The Similarities Grow…
Is it me, or are The Chronicle of Higher Education and InsideHigherEd.com looking more and more alike and covering more and more of the same news? A quick check today found zero stories about part-time faculty on either webpage. Ok. For CHE, this is nothing new. When IHE started, there were definitely more pieces about part-time faculty issues. Today, both have stories about the big NCAA conference, as well as state appropriations. On IHE’s site, the state appropriations header and teaser text are:
State Appropriations Are Up … for Now Jan. 11
Spending on colleges grew 7.5% for 2008, the largest percentage hike in a decade, but deficits in many states suggest tighter years are ahead. New California budget plan worries educators.
On CHE’s webpage, the the state appropriations header and teaser text are:
State Appropriations for Higher Education See Biggest Jump in Decades
Total appropriations from state tax revenue climbed 7.5 percent in the 2007-8 fiscal year, to $77.5-billion.
There are blogs on both sites, and we know that bloggers often cover the same materials, and today both IHE and CHE have pieces about letters of recommendation. No cartoon on CHE’s webpage (yet). Adjunct Advocate cartoonist Matt Hall’s work appears on IHE’s webpage, but not his adjunct-centered cartoons.
Here’s what IHE has to say about their website:
Inside Higher Ed is the online source for news, opinion and jobs for all of higher education. Whether you’re an adjunct or a vice president, a grad student or an eminence grise, we’ve got what you need to thrive in your job or find a better one: breaking news and feature stories, provocative daily commentary, areas for comment on every article, practical career columns, and a powerful suite of tools to help higher education professionals get jobs and colleges identify and hire employees.
So adjuncts can find what they need, huh? Hmm….On January 11th, obviously, what they didn’t need was any news.
Maybe it’s just that there’s nothing newsworthy going on with adjuncts right now? Right…what with part-time faculty lockouts at universities in both eastern and western Canada, part-time faculty layoffs at Eastern Oregon University, (that was just one Google news search) that seems unlikely.
So what’s the scoop at IHE? Are the trio of ex-CHE staffers who founded the website turning an editorial blind eye?
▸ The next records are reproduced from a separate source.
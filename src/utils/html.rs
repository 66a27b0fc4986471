//! HTML helpers shared by the renderer, the page template and the
//! inclusion expander.

use std::borrow::Cow;

/// Escape HTML special characters in text content.
///
/// Borrowed when nothing needs escaping.
///
/// ```ignore
/// assert_eq!(escape("<b>"), "&lt;b&gt;");
/// ```
pub fn escape(s: &str) -> Cow<'_, str> {
    if !s.contains(['<', '>', '&', '"', '\'']) {
        return Cow::Borrowed(s);
    }

    let mut out = String::with_capacity(s.len() + 8);
    for c in s.chars() {
        match c {
            '<' => out.push_str("&lt;"),
            '>' => out.push_str("&gt;"),
            '&' => out.push_str("&amp;"),
            '"' => out.push_str("&quot;"),
            '\'' => out.push_str("&#39;"),
            _ => out.push(c),
        }
    }
    Cow::Owned(out)
}

/// Escape a value placed inside a double-quoted attribute.
#[inline]
pub fn escape_attr(s: &str) -> Cow<'_, str> {
    escape(s)
}

/// Parse an attribute list such as `href="a.md#b" open`.
///
/// Values may be double quoted, single quoted or bare. Attributes without a
/// value map to the empty string.
pub fn parse_attributes(s: &str) -> Vec<(String, String)> {
    let mut attrs = Vec::new();
    let mut rest = s.trim_start();

    while !rest.is_empty() {
        let name_end = rest
            .find(|c: char| c == '=' || c.is_whitespace() || c == '/')
            .unwrap_or(rest.len());
        let name = &rest[..name_end];
        rest = rest[name_end..].trim_start();

        if name.is_empty() {
            // Stray `/` of a self-closing tag
            rest = rest.get(1..).unwrap_or("").trim_start();
            continue;
        }

        let mut value = String::new();
        if let Some(after_eq) = rest.strip_prefix('=') {
            let after_eq = after_eq.trim_start();
            match after_eq.chars().next() {
                Some(quote @ ('"' | '\'')) => {
                    let body = &after_eq[1..];
                    let end = body.find(quote).unwrap_or(body.len());
                    value.push_str(&body[..end]);
                    rest = body.get(end + 1..).unwrap_or("");
                }
                _ => {
                    let end = after_eq
                        .find(char::is_whitespace)
                        .unwrap_or(after_eq.len());
                    value.push_str(&after_eq[..end]);
                    rest = &after_eq[end..];
                }
            }
        }

        attrs.push((name.to_string(), value));
        rest = rest.trim_start();
    }

    attrs
}

/// Look up one attribute value by name.
pub fn attribute(s: &str, name: &str) -> Option<String> {
    parse_attributes(s)
        .into_iter()
        .find(|(key, _)| key.eq_ignore_ascii_case(name))
        .map(|(_, value)| value)
}

#[cfg(test)]
mod tests {
    use super::*;

    #[test]
    fn test_escape() {
        assert!(matches!(escape("plain text"), Cow::Borrowed(_)));
        assert_eq!(escape("<script>"), "&lt;script&gt;");
        assert_eq!(escape("a & \"b\" it's"), "a &amp; &quot;b&quot; it&#39;s");
        assert_eq!(escape_attr("x\"y"), "x&quot;y");
    }

    #[test]
    fn test_parse_attributes() {
        let attrs = parse_attributes(r#"a="1" b='2' c=3 disabled"#);
        assert_eq!(
            attrs,
            vec![
                ("a".to_string(), "1".to_string()),
                ("b".to_string(), "2".to_string()),
                ("c".to_string(), "3".to_string()),
                ("disabled".to_string(), String::new()),
            ]
        );
    }

    #[test]
    fn test_attribute_in_self_closing_tag() {
        let inner = r#"href="folder/note.md#intro" /"#;
        assert_eq!(
            attribute(inner, "href").as_deref(),
            Some("folder/note.md#intro")
        );
        assert_eq!(attribute(inner, "missing"), None);
    }
}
A search of IHE’s site going back two years came up with 51 news pieces using the term “part-time.” Going back two years, I came up with about the same number of pieces in CHE. Know what? CHE editors don’t consider adjuncts a significant part of their readership.
Bottom line is that I am sad to see IHE not more aggressively covering the life and times of 70 percent of the professorate. No big surprise, unfortunately. As it is frequently in higher education news coverage, dog bites man.